# Your goal
Using the listing below, select the lines with the word "broadcast" and copy them.

# Supplied information
====

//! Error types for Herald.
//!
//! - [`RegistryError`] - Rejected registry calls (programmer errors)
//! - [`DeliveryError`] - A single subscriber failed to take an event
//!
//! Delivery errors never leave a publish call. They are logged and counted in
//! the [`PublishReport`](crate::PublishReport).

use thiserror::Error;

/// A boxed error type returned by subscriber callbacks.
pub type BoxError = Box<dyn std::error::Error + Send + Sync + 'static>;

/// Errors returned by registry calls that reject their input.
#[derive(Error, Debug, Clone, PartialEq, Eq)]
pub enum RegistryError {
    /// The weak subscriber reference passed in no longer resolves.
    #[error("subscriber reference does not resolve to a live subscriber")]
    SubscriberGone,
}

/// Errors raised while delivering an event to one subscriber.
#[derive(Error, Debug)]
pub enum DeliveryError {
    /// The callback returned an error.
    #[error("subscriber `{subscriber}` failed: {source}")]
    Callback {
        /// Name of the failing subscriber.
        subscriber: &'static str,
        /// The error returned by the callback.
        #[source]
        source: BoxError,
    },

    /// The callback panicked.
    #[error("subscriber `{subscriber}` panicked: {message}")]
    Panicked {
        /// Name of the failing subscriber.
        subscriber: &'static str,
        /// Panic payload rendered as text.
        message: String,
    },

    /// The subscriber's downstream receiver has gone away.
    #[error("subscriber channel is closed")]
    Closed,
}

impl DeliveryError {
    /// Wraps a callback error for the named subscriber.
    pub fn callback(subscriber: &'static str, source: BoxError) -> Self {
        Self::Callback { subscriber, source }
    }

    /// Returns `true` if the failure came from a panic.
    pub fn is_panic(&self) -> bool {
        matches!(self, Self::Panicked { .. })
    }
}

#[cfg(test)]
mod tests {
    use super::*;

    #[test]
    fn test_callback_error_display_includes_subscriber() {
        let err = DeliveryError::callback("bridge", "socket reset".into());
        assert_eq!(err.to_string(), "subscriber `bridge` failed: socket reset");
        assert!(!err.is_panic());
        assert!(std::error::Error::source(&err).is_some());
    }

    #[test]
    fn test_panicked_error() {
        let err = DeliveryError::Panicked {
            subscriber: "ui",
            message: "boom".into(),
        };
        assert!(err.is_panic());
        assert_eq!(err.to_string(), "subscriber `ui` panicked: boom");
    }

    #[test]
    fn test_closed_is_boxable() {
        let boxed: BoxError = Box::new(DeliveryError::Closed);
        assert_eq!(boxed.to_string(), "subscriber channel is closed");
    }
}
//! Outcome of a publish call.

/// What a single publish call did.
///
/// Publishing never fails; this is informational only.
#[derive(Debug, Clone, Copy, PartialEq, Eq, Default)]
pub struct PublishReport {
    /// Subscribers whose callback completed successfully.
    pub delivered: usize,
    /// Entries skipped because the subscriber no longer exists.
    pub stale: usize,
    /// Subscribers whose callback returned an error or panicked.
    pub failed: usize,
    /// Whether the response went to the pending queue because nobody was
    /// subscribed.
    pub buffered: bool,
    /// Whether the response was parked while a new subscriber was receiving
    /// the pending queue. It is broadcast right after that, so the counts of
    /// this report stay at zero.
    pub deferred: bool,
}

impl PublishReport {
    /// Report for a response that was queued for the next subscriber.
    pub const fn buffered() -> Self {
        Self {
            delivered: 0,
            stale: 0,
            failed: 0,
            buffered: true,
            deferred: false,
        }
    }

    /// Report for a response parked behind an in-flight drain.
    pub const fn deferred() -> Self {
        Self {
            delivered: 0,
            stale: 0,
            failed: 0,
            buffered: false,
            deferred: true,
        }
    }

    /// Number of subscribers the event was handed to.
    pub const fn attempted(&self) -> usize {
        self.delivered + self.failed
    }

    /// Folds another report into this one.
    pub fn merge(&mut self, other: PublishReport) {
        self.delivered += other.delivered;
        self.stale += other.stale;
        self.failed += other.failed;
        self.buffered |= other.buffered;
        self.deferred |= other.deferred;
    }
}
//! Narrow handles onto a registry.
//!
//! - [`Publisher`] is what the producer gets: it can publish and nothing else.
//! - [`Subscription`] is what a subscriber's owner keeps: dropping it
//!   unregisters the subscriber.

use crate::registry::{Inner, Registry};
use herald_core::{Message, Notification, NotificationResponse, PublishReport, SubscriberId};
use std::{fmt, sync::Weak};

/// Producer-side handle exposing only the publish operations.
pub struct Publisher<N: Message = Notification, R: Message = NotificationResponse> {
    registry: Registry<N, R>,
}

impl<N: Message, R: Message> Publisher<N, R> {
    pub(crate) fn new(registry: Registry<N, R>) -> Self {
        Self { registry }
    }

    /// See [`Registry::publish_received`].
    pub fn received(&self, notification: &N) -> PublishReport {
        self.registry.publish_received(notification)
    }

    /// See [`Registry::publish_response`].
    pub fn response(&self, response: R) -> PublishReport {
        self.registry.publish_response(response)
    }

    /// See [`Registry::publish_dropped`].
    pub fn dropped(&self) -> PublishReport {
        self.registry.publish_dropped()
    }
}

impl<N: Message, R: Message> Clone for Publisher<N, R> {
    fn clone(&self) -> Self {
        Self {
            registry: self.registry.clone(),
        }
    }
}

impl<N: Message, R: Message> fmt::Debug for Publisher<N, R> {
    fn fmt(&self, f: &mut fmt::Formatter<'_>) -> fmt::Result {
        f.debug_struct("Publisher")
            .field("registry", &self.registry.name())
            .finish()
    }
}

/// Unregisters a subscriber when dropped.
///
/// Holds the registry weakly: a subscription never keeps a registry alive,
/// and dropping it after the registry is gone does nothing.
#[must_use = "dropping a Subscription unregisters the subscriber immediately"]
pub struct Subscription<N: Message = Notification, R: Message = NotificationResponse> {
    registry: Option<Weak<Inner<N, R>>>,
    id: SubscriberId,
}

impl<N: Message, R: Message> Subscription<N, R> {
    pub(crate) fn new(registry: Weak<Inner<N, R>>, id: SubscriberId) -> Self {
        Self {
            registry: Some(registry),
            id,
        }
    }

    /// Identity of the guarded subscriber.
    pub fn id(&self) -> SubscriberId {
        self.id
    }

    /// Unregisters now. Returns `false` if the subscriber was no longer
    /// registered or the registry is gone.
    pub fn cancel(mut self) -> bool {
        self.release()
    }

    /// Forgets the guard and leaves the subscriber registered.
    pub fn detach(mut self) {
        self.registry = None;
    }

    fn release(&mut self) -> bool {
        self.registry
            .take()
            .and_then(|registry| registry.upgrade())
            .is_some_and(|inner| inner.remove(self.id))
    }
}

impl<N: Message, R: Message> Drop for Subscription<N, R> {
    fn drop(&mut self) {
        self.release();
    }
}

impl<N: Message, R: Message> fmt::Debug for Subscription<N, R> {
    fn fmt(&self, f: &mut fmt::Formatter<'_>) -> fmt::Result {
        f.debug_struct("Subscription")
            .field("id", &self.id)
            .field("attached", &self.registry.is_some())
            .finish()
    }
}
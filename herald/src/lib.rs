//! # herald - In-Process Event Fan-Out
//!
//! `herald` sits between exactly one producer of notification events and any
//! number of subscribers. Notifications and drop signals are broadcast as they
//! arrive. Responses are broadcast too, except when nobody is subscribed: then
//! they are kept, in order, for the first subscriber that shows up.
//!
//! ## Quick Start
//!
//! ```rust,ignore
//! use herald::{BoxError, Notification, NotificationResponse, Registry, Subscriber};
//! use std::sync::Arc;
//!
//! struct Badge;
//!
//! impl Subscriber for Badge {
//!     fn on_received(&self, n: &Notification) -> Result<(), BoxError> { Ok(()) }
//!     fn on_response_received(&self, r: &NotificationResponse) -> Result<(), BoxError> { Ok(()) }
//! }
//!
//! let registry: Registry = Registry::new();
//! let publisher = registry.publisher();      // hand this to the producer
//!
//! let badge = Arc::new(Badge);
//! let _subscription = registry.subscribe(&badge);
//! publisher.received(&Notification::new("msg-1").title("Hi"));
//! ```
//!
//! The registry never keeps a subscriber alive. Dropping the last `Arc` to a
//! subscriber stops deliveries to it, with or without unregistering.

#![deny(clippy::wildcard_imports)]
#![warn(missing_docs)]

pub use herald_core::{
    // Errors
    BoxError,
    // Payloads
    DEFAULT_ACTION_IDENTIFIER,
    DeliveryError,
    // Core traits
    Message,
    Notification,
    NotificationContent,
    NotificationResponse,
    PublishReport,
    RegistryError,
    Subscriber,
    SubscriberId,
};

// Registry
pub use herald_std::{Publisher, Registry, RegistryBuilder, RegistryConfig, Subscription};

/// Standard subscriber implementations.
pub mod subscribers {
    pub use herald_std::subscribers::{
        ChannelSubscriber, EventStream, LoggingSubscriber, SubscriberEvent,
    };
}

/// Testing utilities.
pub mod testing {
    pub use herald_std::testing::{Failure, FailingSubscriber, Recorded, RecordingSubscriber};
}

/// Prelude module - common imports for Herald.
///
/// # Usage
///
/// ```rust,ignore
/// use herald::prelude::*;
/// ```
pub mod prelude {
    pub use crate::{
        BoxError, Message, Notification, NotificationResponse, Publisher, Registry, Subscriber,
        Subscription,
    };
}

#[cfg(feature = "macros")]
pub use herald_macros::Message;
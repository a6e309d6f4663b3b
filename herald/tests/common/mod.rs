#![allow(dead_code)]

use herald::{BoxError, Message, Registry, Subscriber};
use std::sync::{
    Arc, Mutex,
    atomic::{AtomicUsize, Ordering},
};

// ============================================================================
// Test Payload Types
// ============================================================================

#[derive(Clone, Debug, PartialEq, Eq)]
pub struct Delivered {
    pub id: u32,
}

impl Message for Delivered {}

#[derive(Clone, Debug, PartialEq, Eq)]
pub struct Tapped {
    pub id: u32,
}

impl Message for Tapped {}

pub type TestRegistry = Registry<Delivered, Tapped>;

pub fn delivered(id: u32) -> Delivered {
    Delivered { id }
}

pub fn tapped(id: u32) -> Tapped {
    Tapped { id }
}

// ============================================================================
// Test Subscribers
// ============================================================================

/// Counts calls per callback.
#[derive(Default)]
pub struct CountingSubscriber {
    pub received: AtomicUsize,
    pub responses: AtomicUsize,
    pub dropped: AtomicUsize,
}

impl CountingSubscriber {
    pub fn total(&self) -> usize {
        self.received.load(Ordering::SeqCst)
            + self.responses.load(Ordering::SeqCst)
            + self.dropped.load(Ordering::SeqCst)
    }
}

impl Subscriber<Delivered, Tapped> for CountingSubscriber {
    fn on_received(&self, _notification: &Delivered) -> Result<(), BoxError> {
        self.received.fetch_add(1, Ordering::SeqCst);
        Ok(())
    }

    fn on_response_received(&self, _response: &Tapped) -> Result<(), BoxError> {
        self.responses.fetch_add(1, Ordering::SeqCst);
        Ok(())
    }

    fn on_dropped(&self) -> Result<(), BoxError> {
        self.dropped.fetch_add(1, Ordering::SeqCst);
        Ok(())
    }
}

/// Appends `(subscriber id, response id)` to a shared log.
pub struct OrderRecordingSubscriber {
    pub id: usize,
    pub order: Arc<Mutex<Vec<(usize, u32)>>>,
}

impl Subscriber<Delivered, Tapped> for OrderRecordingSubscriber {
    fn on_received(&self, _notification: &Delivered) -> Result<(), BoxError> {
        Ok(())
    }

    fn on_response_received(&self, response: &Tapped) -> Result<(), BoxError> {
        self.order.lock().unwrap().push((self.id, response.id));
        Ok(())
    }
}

====

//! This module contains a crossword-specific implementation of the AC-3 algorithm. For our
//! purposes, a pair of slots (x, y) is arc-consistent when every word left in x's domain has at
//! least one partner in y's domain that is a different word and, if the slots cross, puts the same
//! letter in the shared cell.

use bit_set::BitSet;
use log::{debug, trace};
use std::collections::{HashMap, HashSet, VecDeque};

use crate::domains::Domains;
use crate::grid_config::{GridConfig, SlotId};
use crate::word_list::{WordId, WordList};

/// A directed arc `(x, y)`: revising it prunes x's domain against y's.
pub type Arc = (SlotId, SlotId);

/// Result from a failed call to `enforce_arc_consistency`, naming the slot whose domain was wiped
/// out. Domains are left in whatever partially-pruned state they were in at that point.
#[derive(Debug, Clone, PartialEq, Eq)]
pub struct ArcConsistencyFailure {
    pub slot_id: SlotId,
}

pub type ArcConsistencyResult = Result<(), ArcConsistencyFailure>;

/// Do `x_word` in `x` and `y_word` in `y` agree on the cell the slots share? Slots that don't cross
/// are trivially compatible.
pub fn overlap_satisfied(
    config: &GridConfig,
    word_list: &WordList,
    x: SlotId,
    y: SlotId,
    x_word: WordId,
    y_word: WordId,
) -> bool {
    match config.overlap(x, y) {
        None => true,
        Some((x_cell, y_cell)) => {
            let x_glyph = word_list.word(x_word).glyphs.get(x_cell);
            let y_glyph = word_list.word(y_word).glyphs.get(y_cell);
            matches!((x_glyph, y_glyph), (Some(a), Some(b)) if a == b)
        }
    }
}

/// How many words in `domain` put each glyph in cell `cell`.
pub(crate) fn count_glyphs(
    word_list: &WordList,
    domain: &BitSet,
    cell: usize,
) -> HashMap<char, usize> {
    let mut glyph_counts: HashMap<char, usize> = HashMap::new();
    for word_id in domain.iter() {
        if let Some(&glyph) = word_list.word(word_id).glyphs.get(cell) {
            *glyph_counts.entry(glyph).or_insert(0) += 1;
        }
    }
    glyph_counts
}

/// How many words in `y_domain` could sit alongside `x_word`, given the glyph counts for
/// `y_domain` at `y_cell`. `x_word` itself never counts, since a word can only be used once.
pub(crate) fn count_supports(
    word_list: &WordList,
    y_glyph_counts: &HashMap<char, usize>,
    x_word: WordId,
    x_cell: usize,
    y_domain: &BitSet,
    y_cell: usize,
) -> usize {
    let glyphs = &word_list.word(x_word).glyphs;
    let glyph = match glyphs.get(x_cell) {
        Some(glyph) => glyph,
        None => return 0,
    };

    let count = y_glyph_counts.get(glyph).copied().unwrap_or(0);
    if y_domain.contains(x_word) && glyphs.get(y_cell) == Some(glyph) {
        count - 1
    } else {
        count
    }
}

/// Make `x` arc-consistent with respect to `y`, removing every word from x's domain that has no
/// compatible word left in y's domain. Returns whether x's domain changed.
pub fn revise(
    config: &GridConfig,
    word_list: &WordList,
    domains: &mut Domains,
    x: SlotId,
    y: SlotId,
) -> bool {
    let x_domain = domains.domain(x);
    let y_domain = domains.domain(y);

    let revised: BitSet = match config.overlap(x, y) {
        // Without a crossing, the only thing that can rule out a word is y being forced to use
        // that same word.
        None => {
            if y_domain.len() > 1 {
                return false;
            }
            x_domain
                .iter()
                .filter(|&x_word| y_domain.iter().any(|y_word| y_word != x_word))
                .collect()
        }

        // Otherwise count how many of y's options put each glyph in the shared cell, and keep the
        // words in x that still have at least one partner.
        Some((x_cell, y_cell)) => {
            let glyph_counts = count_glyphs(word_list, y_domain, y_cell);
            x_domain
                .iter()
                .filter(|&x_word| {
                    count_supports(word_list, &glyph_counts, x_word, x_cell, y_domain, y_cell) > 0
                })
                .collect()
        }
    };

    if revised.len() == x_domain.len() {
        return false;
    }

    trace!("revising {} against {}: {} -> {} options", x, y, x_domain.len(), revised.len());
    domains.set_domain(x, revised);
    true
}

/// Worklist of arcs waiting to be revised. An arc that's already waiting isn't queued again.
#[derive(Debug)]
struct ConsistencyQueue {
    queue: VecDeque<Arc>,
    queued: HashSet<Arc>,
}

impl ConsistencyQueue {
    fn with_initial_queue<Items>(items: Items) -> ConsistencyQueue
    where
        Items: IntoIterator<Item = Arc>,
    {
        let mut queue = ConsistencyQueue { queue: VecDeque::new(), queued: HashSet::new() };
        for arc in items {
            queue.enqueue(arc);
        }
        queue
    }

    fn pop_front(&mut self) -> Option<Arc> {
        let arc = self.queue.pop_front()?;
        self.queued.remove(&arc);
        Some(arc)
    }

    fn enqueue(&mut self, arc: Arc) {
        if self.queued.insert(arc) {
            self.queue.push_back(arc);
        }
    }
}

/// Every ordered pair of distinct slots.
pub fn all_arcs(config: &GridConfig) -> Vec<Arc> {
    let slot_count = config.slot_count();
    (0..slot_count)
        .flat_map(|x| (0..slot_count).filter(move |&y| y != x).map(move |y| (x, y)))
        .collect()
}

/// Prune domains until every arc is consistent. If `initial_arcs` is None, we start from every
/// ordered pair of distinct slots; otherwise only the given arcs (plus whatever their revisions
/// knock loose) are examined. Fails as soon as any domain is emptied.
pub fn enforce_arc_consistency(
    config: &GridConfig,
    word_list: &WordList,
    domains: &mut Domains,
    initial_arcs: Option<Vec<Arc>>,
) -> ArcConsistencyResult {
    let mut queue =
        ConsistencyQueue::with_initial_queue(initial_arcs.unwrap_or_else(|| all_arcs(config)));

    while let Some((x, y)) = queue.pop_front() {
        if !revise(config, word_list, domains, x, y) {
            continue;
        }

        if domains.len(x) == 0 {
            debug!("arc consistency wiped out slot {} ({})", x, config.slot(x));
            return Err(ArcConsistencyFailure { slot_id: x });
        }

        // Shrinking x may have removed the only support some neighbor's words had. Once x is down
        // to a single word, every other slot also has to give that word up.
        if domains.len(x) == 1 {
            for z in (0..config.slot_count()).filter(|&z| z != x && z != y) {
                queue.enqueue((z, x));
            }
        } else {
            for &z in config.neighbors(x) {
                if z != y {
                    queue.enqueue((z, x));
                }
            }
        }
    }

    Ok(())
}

====

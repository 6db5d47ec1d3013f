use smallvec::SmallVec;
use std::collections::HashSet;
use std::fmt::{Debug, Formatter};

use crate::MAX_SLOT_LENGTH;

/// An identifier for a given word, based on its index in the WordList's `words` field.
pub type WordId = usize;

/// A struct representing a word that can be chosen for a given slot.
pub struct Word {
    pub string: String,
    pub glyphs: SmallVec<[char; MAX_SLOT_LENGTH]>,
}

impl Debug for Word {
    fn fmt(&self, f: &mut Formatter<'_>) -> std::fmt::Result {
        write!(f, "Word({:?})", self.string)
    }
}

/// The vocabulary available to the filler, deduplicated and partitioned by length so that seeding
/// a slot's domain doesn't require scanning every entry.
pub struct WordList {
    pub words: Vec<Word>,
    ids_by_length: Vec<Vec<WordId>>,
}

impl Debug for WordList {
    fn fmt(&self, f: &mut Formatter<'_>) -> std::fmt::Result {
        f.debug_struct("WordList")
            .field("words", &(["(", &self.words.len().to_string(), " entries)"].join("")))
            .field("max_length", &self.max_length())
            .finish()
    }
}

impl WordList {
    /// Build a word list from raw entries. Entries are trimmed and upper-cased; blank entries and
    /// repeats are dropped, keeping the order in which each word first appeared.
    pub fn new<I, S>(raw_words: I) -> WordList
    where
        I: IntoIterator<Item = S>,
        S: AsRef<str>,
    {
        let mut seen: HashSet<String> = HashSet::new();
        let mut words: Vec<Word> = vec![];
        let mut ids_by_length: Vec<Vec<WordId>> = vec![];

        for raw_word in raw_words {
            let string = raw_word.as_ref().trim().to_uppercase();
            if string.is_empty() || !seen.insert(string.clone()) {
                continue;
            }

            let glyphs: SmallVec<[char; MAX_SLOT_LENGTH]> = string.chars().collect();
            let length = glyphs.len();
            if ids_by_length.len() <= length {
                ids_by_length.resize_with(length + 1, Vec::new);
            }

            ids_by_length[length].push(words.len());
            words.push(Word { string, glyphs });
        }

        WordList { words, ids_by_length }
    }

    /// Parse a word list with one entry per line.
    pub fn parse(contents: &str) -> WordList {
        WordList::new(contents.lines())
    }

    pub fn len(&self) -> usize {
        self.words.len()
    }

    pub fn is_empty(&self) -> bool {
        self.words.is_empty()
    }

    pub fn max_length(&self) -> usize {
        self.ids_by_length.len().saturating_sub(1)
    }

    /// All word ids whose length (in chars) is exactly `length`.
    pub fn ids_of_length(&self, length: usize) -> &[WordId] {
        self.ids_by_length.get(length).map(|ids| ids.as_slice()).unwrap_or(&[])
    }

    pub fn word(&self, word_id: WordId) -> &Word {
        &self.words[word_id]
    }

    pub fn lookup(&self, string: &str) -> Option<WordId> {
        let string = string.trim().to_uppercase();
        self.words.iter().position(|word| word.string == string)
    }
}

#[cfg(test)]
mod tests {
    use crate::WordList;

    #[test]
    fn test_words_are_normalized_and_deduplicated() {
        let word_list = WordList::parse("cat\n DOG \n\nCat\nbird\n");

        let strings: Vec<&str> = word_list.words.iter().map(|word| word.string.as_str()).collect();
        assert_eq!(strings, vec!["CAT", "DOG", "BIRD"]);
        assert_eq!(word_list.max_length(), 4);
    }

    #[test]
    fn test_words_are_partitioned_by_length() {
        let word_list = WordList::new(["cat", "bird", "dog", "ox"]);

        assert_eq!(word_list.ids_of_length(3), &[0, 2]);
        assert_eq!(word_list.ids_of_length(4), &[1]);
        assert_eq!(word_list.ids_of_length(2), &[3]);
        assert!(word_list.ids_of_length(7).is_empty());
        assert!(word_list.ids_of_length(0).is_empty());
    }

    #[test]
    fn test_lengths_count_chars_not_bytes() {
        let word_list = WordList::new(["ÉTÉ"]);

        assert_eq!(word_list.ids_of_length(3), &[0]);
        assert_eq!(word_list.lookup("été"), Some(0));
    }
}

====

# Written solution
    /// the pending queue. It is broadcast right after that, so the counts of
//! number of subscribers. Notifications and drop signals are broadcast as they
//! arrive. Responses are broadcast too, except when nobody is subscribed: then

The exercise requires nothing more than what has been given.